Publikacja udostępniana jest na licencji Creative Commons.
edited by: Joanna Kordjak
after graphic design by: Fontarte (Magdalena Frankowska, Artur Frankowski)
language: English
ISBN 978-83-64714-72-6
Publication date: 19.10.2018
The narration of the book, as well as the current Zachęta exhibition, The Future Will Be Different. Visions and Practices of Social Modernisation after 1918, accompanied by the book, are build around various social ideas, arising after Poland regained its independence. These ideas, including the cooperative movement, cooperatism, building a strong society through sports, as well as social children’s upbringing and sexual education, aimed at designing a modern society, were an answer to real social problems (unemployment, the housing crisis) and social sentiments (increasingly more radical as the economic crisis deepened).
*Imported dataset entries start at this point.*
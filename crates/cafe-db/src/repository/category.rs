//! # Category Repository
//!
//! Database operations for product categories.
//!
//! Name and SKU prefix are unique across all categories, including inactive
//! ones; the `UNIQUE` constraints report clashes as
//! [`DbError::UniqueViolation`].

use chrono::{DateTime, Utc};
use sqlx::{SqliteConnection, SqlitePool};
use tracing::{debug, warn};

use cafe_core::{Category, CategoryId, UnitId};

use super::{count_references, require_row};
use crate::error::{DbError, DbResult};

const CATEGORY_COLUMNS: &str =
    "id, name, sku_prefix, hsn, default_unit_id, is_active, created_at, updated_at";

#[derive(Debug, sqlx::FromRow)]
struct CategoryRow {
    id: CategoryId,
    name: String,
    sku_prefix: String,
    hsn: String,
    default_unit_id: Option<UnitId>,
    is_active: bool,
    created_at: DateTime<Utc>,
    updated_at: DateTime<Utc>,
}

impl From<CategoryRow> for Category {
    fn from(row: CategoryRow) -> Self {
        Category {
            id: row.id,
            name: row.name,
            sku_prefix: row.sku_prefix,
            hsn: row.hsn,
            default_unit_id: row.default_unit_id,
            is_active: row.is_active,
            created_at: row.created_at,
            updated_at: row.updated_at,
        }
    }
}

/// Loads one category on an existing connection or transaction.
pub(crate) async fn fetch_category(
    conn: &mut SqliteConnection,
    id: &CategoryId,
) -> DbResult<Option<Category>> {
    let sql = format!("SELECT {CATEGORY_COLUMNS} FROM categories WHERE id = ?1");
    let row = sqlx::query_as::<_, CategoryRow>(&sql)
        .bind(id)
        .fetch_optional(conn)
        .await?;

    Ok(row.map(Category::from))
}

/// Repository for category database operations.
///
/// ## Usage
/// ```rust,ignore
/// let repo = CategoryRepository::new(pool);
///
/// let beverages = Category::new("Beverages", "BEV", "2202", None)?;
/// repo.insert(&beverages).await?;
///
/// let found = repo.get_by_name("Beverages").await?;
/// ```
#[derive(Debug, Clone)]
pub struct CategoryRepository {
    pool: SqlitePool,
}

impl CategoryRepository {
    /// Creates a new CategoryRepository.
    pub fn new(pool: SqlitePool) -> Self {
        CategoryRepository { pool }
    }

    /// Inserts a new category.
    ///
    /// ## Returns
    /// * `Ok(Category)` - Inserted category
    /// * `Err(DbError::NotFound)` - Default unit doesn't exist
    /// * `Err(DbError::UniqueViolation)` - Name or SKU prefix already exists
    pub async fn insert(&self, category: &Category) -> DbResult<Category> {
        debug!(name = %category.name, sku_prefix = %category.sku_prefix, "Inserting category");
        category.validate()?;

        let mut tx = self.pool.begin().await?;

        if let Some(unit_id) = &category.default_unit_id {
            require_row(&mut tx, "units_of_measurement", "UnitOfMeasurement", unit_id.as_str())
                .await?;
        }

        sqlx::query(
            r#"
            INSERT INTO categories (
                id, name, sku_prefix, hsn, default_unit_id,
                is_active, created_at, updated_at
            ) VALUES (?1, ?2, ?3, ?4, ?5, ?6, ?7, ?8)
            "#,
        )
        .bind(&category.id)
        .bind(&category.name)
        .bind(&category.sku_prefix)
        .bind(&category.hsn)
        .bind(&category.default_unit_id)
        .bind(category.is_active)
        .bind(category.created_at)
        .bind(category.updated_at)
        .execute(&mut *tx)
        .await
        .map_err(|e| unique_error(e, category))?;

        tx.commit().await?;
        Ok(category.clone())
    }

    /// Gets a category by its ID.
    ///
    /// ## Returns
    /// * `Ok(Some(Category))` - Category found
    /// * `Ok(None)` - Category not found
    pub async fn get_by_id(&self, id: &CategoryId) -> DbResult<Option<Category>> {
        let mut conn = self.pool.acquire().await?;
        fetch_category(&mut conn, id).await
    }

    /// Gets a category by its unique name.
    pub async fn get_by_name(&self, name: &str) -> DbResult<Option<Category>> {
        let sql = format!("SELECT {CATEGORY_COLUMNS} FROM categories WHERE name = ?1");
        let row = sqlx::query_as::<_, CategoryRow>(&sql)
            .bind(name.trim())
            .fetch_optional(&self.pool)
            .await?;

        Ok(row.map(Category::from))
    }

    /// Lists active categories sorted by name.
    pub async fn list_active(&self, limit: u32) -> DbResult<Vec<Category>> {
        let sql = format!(
            "SELECT {CATEGORY_COLUMNS} FROM categories WHERE is_active = 1 ORDER BY name LIMIT ?1"
        );
        let rows = sqlx::query_as::<_, CategoryRow>(&sql)
            .bind(limit)
            .fetch_all(&self.pool)
            .await?;

        debug!(count = rows.len(), "Listed active categories");
        Ok(rows.into_iter().map(Category::from).collect())
    }

    /// Updates an existing category.
    ///
    /// ## Returns
    /// * `Ok(())` - Update successful
    /// * `Err(DbError::NotFound)` - Category or its default unit doesn't exist
    /// * `Err(DbError::UniqueViolation)` - Name or SKU prefix taken
    pub async fn update(&self, category: &Category) -> DbResult<()> {
        debug!(id = %category.id, "Updating category");
        category.validate()?;

        let mut tx = self.pool.begin().await?;

        if let Some(unit_id) = &category.default_unit_id {
            require_row(&mut tx, "units_of_measurement", "UnitOfMeasurement", unit_id.as_str())
                .await?;
        }

        let result = sqlx::query(
            r#"
            UPDATE categories SET
                name = ?2,
                sku_prefix = ?3,
                hsn = ?4,
                default_unit_id = ?5,
                is_active = ?6,
                updated_at = ?7
            WHERE id = ?1
            "#,
        )
        .bind(&category.id)
        .bind(&category.name)
        .bind(&category.sku_prefix)
        .bind(&category.hsn)
        .bind(&category.default_unit_id)
        .bind(category.is_active)
        .bind(Utc::now())
        .execute(&mut *tx)
        .await
        .map_err(|e| unique_error(e, category))?;

        if result.rows_affected() == 0 {
            return Err(DbError::not_found("Category", category.id.as_str()));
        }

        tx.commit().await?;
        Ok(())
    }

    /// Soft-deletes a category by setting is_active = false.
    ///
    /// Products keep pointing at it; only listings hide it.
    pub async fn deactivate(&self, id: &CategoryId) -> DbResult<()> {
        debug!(id = %id, "Deactivating category");

        let result =
            sqlx::query("UPDATE categories SET is_active = 0, updated_at = ?2 WHERE id = ?1")
                .bind(id)
                .bind(Utc::now())
                .execute(&self.pool)
                .await?;

        if result.rows_affected() == 0 {
            return Err(DbError::not_found("Category", id.as_str()));
        }

        Ok(())
    }

    /// Permanently deletes a category that no product uses.
    ///
    /// ## Returns
    /// * `Err(DbError::NotFound)` - Category doesn't exist
    /// * `Err(DbError::ReferentialIntegrity)` - Products still belong to it
    pub async fn delete(&self, id: &CategoryId) -> DbResult<()> {
        debug!(id = %id, "Deleting category");

        let mut tx = self.pool.begin().await?;

        require_row(&mut tx, "categories", "Category", id.as_str()).await?;

        let products = count_references(&mut tx, "products", "category_id", id.as_str()).await?;
        if products > 0 {
            warn!(id = %id, products, "Refusing to delete category with products");
            return Err(DbError::still_referenced(
                "Category",
                id.as_str(),
                format!("{products} product(s)"),
            ));
        }

        sqlx::query("DELETE FROM categories WHERE id = ?1")
            .bind(id)
            .execute(&mut *tx)
            .await?;

        tx.commit().await?;
        Ok(())
    }
}

fn unique_error(err: sqlx::Error, category: &Category) -> DbError {
    DbError::from(err).with_unique_values(&[
        ("name", category.name.as_str()),
        ("sku_prefix", category.sku_prefix.as_str()),
    ])
}

#[cfg(test)]
mod tests {
    use super::*;
    use crate::{Database, DbConfig};

    async fn test_db() -> Database {
        Database::new(DbConfig::in_memory()).await.unwrap()
    }

    #[tokio::test]
    async fn test_insert_and_get() {
        let db = test_db().await;
        let category = Category::new("Beverages", "BEV", "2202", None).unwrap();
        db.categories().insert(&category).await.unwrap();

        let by_id = db.categories().get_by_id(&category.id).await.unwrap().unwrap();
        assert_eq!(by_id.name, "Beverages");
        assert_eq!(by_id.sku_prefix, "BEV");
        assert_eq!(by_id.hsn, "2202");
        assert!(by_id.is_active);

        let by_name = db.categories().get_by_name("Beverages").await.unwrap().unwrap();
        assert_eq!(by_name.id, category.id);

        assert!(db.categories().get_by_name("Snacks").await.unwrap().is_none());
    }

    #[tokio::test]
    async fn test_duplicate_name_and_prefix() {
        let db = test_db().await;
        db.categories()
            .insert(&Category::new("Beverages", "BEV", "2202", None).unwrap())
            .await
            .unwrap();

        let err = db
            .categories()
            .insert(&Category::new("Beverages", "DRK", "2202", None).unwrap())
            .await
            .unwrap_err();
        assert!(matches!(err, DbError::UniqueViolation { field, .. } if field == "name"));

        let err = db
            .categories()
            .insert(&Category::new("Drinks", "BEV", "2202", None).unwrap())
            .await
            .unwrap_err();
        assert!(
            matches!(err, DbError::UniqueViolation { field, value } if field == "sku_prefix" && value == "BEV")
        );
    }

    #[tokio::test]
    async fn test_unknown_default_unit() {
        let db = test_db().await;
        let category = Category::new("Beverages", "BEV", "2202", Some(UnitId::new())).unwrap();

        let err = db.categories().insert(&category).await.unwrap_err();
        assert!(matches!(err, DbError::NotFound { entity, .. } if entity == "UnitOfMeasurement"));
    }

    #[tokio::test]
    async fn test_update_and_deactivate() {
        let db = test_db().await;
        let mut category = Category::new("Beverages", "BEV", "2202", None).unwrap();
        db.categories().insert(&category).await.unwrap();

        category.hsn = "220210".to_string();
        db.categories().update(&category).await.unwrap();
        let stored = db.categories().get_by_id(&category.id).await.unwrap().unwrap();
        assert_eq!(stored.hsn, "220210");

        db.categories().deactivate(&category.id).await.unwrap();
        assert!(db.categories().list_active(10).await.unwrap().is_empty());
        assert!(!db.categories().get_by_id(&category.id).await.unwrap().unwrap().is_active);
    }

    #[tokio::test]
    async fn test_update_unknown() {
        let db = test_db().await;
        let category = Category::new("Ghost", "GST", "2202", None).unwrap();

        let err = db.categories().update(&category).await.unwrap_err();
        assert!(matches!(err, DbError::NotFound { entity, .. } if entity == "Category"));
        assert!(matches!(
            db.categories().deactivate(&category.id).await.unwrap_err(),
            DbError::NotFound { .. }
        ));
    }

    #[tokio::test]
    async fn test_delete_unused() {
        let db = test_db().await;
        let category = Category::new("Snacks", "SNK", "1905", None).unwrap();
        db.categories().insert(&category).await.unwrap();

        db.categories().delete(&category.id).await.unwrap();
        assert!(db.categories().get_by_id(&category.id).await.unwrap().is_none());

        let err = db.categories().delete(&category.id).await.unwrap_err();
        assert!(matches!(err, DbError::NotFound { .. }));
    }
}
The embodiment of these ideas were model worker’s housing estates of the Warsaw Housing Cooperative (in the Żoliborz and Rakowiec districts), or care and education facilities, such as Our Home orphanage in the Bielany district or the Włodzimierz Medem Sanatorium in Miedzeszyn (called Little Eden). The publication is interdisciplinary in nature and consists of essays in the fields of art history, architecture and design, film, theatre and cultural anthropology (text authors include Dorota Sajewska, Ewa Klekot, Monika Talarczyk, Małgorzata Radkiewicz, Przemysław Strożek, Agnieszka Kościańska and others), as well as very rich visual materials. The book shows the fascinating, sometimes surprising picture of the interwar period in Poland, seen through the prism of intensive social and moral transformations, as well as the emancipation of various previously undervalued groups, such as women, children and the working class.
The publication also contains photographs documenting the exhibition at Zachęta.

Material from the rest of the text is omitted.